Tuesday, September 16, 2008

Daniel Eatock
















Tonight I went to AIGA's Small Talk with Daniel Eatock. The designer/artist is very slippery to categorize. Though he studied design at Ravensbourne, he isn't exactly a designer. One could argue that he is an artist that often utilizes the language of design. Perhaps this is why the audience was, for the most part, designers. Designers relate to his conceptual thinking and his sensitivity.
But he has done contracted work. He has created logos. He has designed things for an end. But often, even these things, have a conceptual twist that expands beyond the design-solution.

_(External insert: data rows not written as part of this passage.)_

use std::fs;
use std::io;

use anyhow::{anyhow, bail, Context};
use colored::Colorize;
use serde::Serialize;

use chainscript_ledger::{
    Block, BlockHash, ChainValidator, StoryId, StoryReader, StoryRegistry, StoryWriter,
    ValidationReport,
};
use chainscript_lineage::resolve_lineage;

use crate::cli::*;
use crate::config::load_config;
use crate::store::Store;

pub fn run_command(cli: Cli) -> anyhow::Result<()> {
    let store = Store::new(cli.store);
    if let Command::Init(args) = &cli.command {
        return cmd_init(&store, args);
    }

    let config = load_config(cli.config.as_deref())?;
    let registry = store.load(config)?;
    let out = Output(cli.format);

    match cli.command {
        Command::Init(_) => Ok(()),
        Command::CreateStory(args) => {
            cmd_create_story(&registry, &out, args)?;
            store.save(&registry)
        }
        Command::Submit(args) => {
            cmd_submit(&registry, &out, args)?;
            store.save(&registry)
        }
        Command::Verify(args) => {
            cmd_verify(&registry, &out, args)?;
            store.save(&registry)
        }
        Command::List => cmd_list(&registry, &out),
        Command::Chain(args) => cmd_chain(&registry, &out, args),
        Command::Pending(args) => cmd_pending(&registry, &out, args),
        Command::Text(args) => cmd_text(&registry, &out, args),
        Command::Validate(args) => cmd_validate(&registry, &out, args),
        Command::Lineage => cmd_lineage(&registry, &out),
    }
}

struct Output(OutputFormat);

impl Output {
    fn is_json(&self) -> bool {
        self.0 == OutputFormat::Json
    }

    fn json<T: Serialize>(&self, value: &T) -> anyhow::Result<()> {
        println!("{}", serde_json::to_string_pretty(value)?);
        Ok(())
    }
}

fn cmd_init(store: &Store, args: &InitArgs) -> anyhow::Result<()> {
    store.init(args.force)?;
    println!(
        "{} Initialized story store in {}",
        "✓".green().bold(),
        store.path().display().to_string().bold()
    );
    Ok(())
}

fn cmd_create_story(
    registry: &StoryRegistry,
    out: &Output,
    args: CreateStoryArgs,
) -> anyhow::Result<StoryId> {
    let parent_story = args
        .parent_story
        .as_deref()
        .map(|arg| resolve_story(registry, arg))
        .transpose()?;
    let parent_block = args
        .parent_block
        .as_deref()
        .map(|arg| resolve_finalized(registry, arg))
        .transpose()?;

    let id = registry.create_story(&args.title, parent_story, parent_block)?;
    let record = registry.get_story(&id)?;

    if out.is_json() {
        out.json(&record.summary())?;
    } else {
        println!("{} Created story {}", "✓".green().bold(), args.title.bold());
        println!("  Id: {}", id.to_string().cyan());
        if let Some(parent) = &record.parent_story_id {
            println!("  Parent story: {}", parent.to_string().cyan());
        }
        if let Some(point) = record.parent_block_hash {
            println!("  Branch point: {}", point.short_hex().yellow());
        }
    }
    Ok(id)
}

fn cmd_submit(registry: &StoryRegistry, out: &Output, args: SubmitArgs) -> anyhow::Result<Block> {
    let story = resolve_story(registry, &args.story)?;
    let branch_from = args
        .branch_from
        .as_deref()
        .map(|arg| resolve_finalized(registry, arg))
        .transpose()?;

    let passage = match &args.file {
        Some(path) => fs::read_to_string(path)
            .with_context(|| format!("reading passage from {}", path.display()))?,
        None => io::read_to_string(io::stdin()).context("reading passage from stdin")?,
    };

    let block = registry.submit_passage(&story, &passage, &args.author, branch_from)?;

    if out.is_json() {
        out.json(&block)?;
    } else {
        println!(
            "{} Passage submitted ({} words), awaiting {} verifications",
            "✓".green().bold(),
            block.word_count(),
            registry.config().verification_threshold
        );
        println!("  Block: {}", block.hash().to_hex().yellow());
    }
    Ok(block)
}

fn cmd_verify(registry: &StoryRegistry, out: &Output, args: VerifyArgs) -> anyhow::Result<()> {
    let story = resolve_story(registry, &args.story)?;
    let block = resolve_in_story(registry, &story, &args.block)?;
    let outcome = registry.verify_block(&story, &block, &args.verifier)?;

    if out.is_json() {
        return out.json(&outcome);
    }
    match outcome.index {
        Some(index) if outcome.finalized => println!(
            "{} Block {} finalized at index {}",
            "✓".green().bold(),
            block.short_hex().yellow(),
            index
        ),
        _ => println!(
            "{} Verification recorded for {} ({}/{})",
            "✓".green(),
            block.short_hex().yellow(),
            outcome.verification_count,
            registry.config().verification_threshold
        ),
    }
    Ok(())
}

fn cmd_list(registry: &StoryRegistry, out: &Output) -> anyhow::Result<()> {
    let summaries = registry.summaries()?;
    if out.is_json() {
        return out.json(&summaries);
    }
    if summaries.is_empty() {
        println!("No stories.");
    }
    for summary in &summaries {
        println!(
            "{}  {}  {} blocks, {} pending",
            summary.id.to_string().cyan(),
            summary.title.bold(),
            summary.chain_length,
            summary.pending_count
        );
    }
    Ok(())
}

fn cmd_chain(registry: &StoryRegistry, out: &Output, args: StoryArgs) -> anyhow::Result<()> {
    let story = resolve_story(registry, &args.story)?;
    let chain = registry.get_chain(&story)?;
    if out.is_json() {
        return out.json(&chain);
    }
    if chain.is_empty() {
        println!("No finalized blocks.");
    }
    for block in &chain {
        print_block(block);
    }
    Ok(())
}

fn cmd_pending(registry: &StoryRegistry, out: &Output, args: StoryArgs) -> anyhow::Result<()> {
    let story = resolve_story(registry, &args.story)?;
    let pending = registry.get_pending(&story)?;
    if out.is_json() {
        return out.json(&pending);
    }
    if pending.is_empty() {
        println!("No pending blocks.");
    }
    for block in &pending {
        print_block(block);
    }
    Ok(())
}

fn cmd_text(registry: &StoryRegistry, out: &Output, args: StoryArgs) -> anyhow::Result<()> {
    let story = resolve_story(registry, &args.story)?;
    let text = registry.story_text(&story)?;
    if out.is_json() {
        return out.json(&serde_json::json!({ "story_id": story, "text": text }));
    }
    println!("{text}");
    Ok(())
}

fn cmd_validate(registry: &StoryRegistry, out: &Output, args: ValidateArgs) -> anyhow::Result<()> {
    let reports = match &args.story {
        Some(arg) => {
            let story = resolve_story(registry, arg)?;
            vec![ChainValidator::validate_story(registry, &story)?]
        }
        None => registry.validate_all()?,
    };

    let digest = registry.snapshot()?.digest()?;
    if out.is_json() {
        let rows: Vec<_> = reports.iter().map(report_json).collect();
        out.json(&serde_json::json!({ "digest": digest, "stories": rows }))?;
    } else {
        for report in &reports {
            print_report(report);
        }
        println!("Store digest: {}", digest.to_hex().dimmed());
    }

    let failed = reports.iter().filter(|r| !r.is_valid()).count();
    if failed > 0 {
        bail!("integrity check failed for {failed} of {} stories", reports.len());
    }
    Ok(())
}

fn cmd_lineage(registry: &StoryRegistry, out: &Output) -> anyhow::Result<()> {
    let lineage = resolve_lineage(&registry.snapshot()?);
    if out.is_json() {
        return out.json(&lineage);
    }
    if lineage.is_empty() {
        println!("No stories.");
    }
    for (depth, node) in lineage.walk() {
        let marker = if depth == 0 { "*" } else { "└─" };
        println!(
            "{}{} {} {}",
            "  ".repeat(depth),
            marker,
            node.title.bold(),
            node.story_id.short_id().dimmed()
        );
    }
    for warning in &lineage.warnings {
        println!("{} {}", "!".yellow().bold(), warning.to_string().yellow());
    }
    Ok(())
}

fn print_block(block: &Block) {
    println!(
        "{} #{}  {}  by {}",
        block.hash().short_hex().yellow().bold(),
        block.index(),
        format!("{:?}", block.status()).to_lowercase().green(),
        block.author()
    );
    println!(
        "  {} words, {} verification(s), timestamp {}",
        block.word_count(),
        block.verification_count(),
        block.timestamp()
    );
}

fn print_report(report: &ValidationReport) {
    match &report.corruption {
        None => println!(
            "{} {} ({}): {} blocks valid",
            "✓".green().bold(),
            report.title.bold(),
            report.story_id.short_id(),
            report.chain_length
        ),
        Some(corruption) => println!(
            "{} {} ({}): {} at index {}",
            "✗".red().bold(),
            report.title.bold(),
            report.story_id.short_id(),
            corruption.reason.to_string().red(),
            corruption.at_index
        ),
    }
}

fn report_json(report: &ValidationReport) -> serde_json::Value {
    serde_json::json!({
        "story_id": report.story_id,
        "title": report.title,
        "chain_length": report.chain_length,
        "pending_count": report.pending_count,
        "valid": report.is_valid(),
        "corruption": report.corruption.as_ref().map(|c| serde_json::json!({
            "at_index": c.at_index,
            "reason": c.reason.to_string(),
        })),
    })
}

/// Full story id, or a prefix matching exactly one story.
fn resolve_story(registry: &StoryRegistry, arg: &str) -> anyhow::Result<StoryId> {
    if let Ok(id) = arg.parse::<StoryId>() {
        return Ok(id);
    }
    let ids = registry.story_ids()?;
    unique_match(ids.into_iter(), |id| id.to_string().starts_with(arg))
        .ok_or_else(|| anyhow!("no unique story matches `{arg}`"))
}

/// Block inside `story`, by full hash or unique prefix.
fn resolve_in_story(
    registry: &StoryRegistry,
    story: &StoryId,
    arg: &str,
) -> anyhow::Result<BlockHash> {
    if let Ok(hash) = arg.parse::<BlockHash>() {
        return Ok(hash);
    }
    let record = registry.get_story(story)?;
    let hashes = record.pending.keys().copied().chain(record.chain.iter().map(Block::hash));
    unique_match(hashes, |hash| hash.to_hex().starts_with(arg))
        .ok_or_else(|| anyhow!("no unique block in story {story} matches `{arg}`"))
}

/// Finalized block anywhere in the registry, by full hash or unique prefix.
fn resolve_finalized(registry: &StoryRegistry, arg: &str) -> anyhow::Result<BlockHash> {
    if let Ok(hash) = arg.parse::<BlockHash>() {
        return Ok(hash);
    }
    let index = registry.snapshot()?.hash_index();
    unique_match(index.into_keys(), |hash| hash.to_hex().starts_with(arg))
        .ok_or_else(|| anyhow!("no unique finalized block matches `{arg}`"))
}

fn unique_match<T>(candidates: impl Iterator<Item = T>, matches: impl Fn(&T) -> bool) -> Option<T> {
    let mut found = candidates.filter(|c| matches(c));
    let first = found.next()?;
    match found.next() {
        Some(_) => None,
        None => Some(first),
    }
}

Take his "logo" design for Big Brother, a television series in England. Not only did the logo appear in more places than you'd expect; Eatock went as far as making enormous rock sculptures and crop circles from it, the logo also appeared in a variety of different graphic iterations. Some of these iterations got the attention of an organization that represents epileptics in England. Apparently, some of the print and outdoor advertisements were categorized by experts as "epileptogenic", i.e. a catalyst for seizures in people with epilepsy.














Here, he did work for a Discovery Channel program called Virtual History. In this program, from what I understand, footage from history that was never filmed, is recreated using computer-generated imagery. The first program focused on World War II and a secret plot to kill Hitler. The advertisements teasing the show presented Churchill and Hitler in the style of the "classic designer clothes ad" a la Calvin Klein and Armani. Of course, the images are very provocative and started a media debate surrounding the ethics of the digital manipulation of history.








Another piece of Eatock's involved a full set of Pantone design markers arranged in the order of their color-numbers in a sculpture. They were let to sit on a ream of A1 sheets of uncoated stock for a month. They bled through 73 sheets with, obviously, varying effects.































They were numbered from 1 to 73 – 1 being the least marker-bleed and 73 was the immediate surface sheet that the markers sat on. Then they were priced from 1 pound to 73 pounds – you paid more for more ink.












Finally, I want to mention his collection of stones that weigh 1 stone in the English measure of weight.
Tonight, Eatock presented a new project of his. One Mile Scroll is exactly what it sounds like. You can visit the website, and scroll for a full mile (measured in pixels). At the bottom of the site is a reward. Obviously you can cheat. Otherwise, it looks like you can forget about going out anytime soon.

There is something in the fiber of Eatock's work that is truly magical – something that makes it all so intellectually compelling. He kept referring to an idea he heard in a comedy routine by Stephen Wright. It is the idea of asking for a shirt in Extra Medium. This is, in a sense, the essence of Eatock's work. Self-negation, contradiction, the perfect balance between logic and poetry. This is embodied in his collection of scissor-packaging that you need scissors to open. Or the necklasp, a necklace created from a full cycle of only necklace clasps.
To go a step further, it struck me how Eastern his approach to work is – something like mental yoga – a constant exercise in pure process. Where decision-making is brought to a sublime place of stillness. In fact, for the first 10 minutes of his talk, Eatock balanced perfectly on the two rear legs of his chair – from pictures, I can see he practices often. But it furthered the point about that curious balance he has found between art and design, nothing and everything, potential and kinetic energy.
Take a look at all the projects on his website, or, if you should feel driven to support and further his work, buy his book Imprint (from Princeton Architectural Press). Each of the books in this first edition have an original thumbprint that Eatock placed on the spine.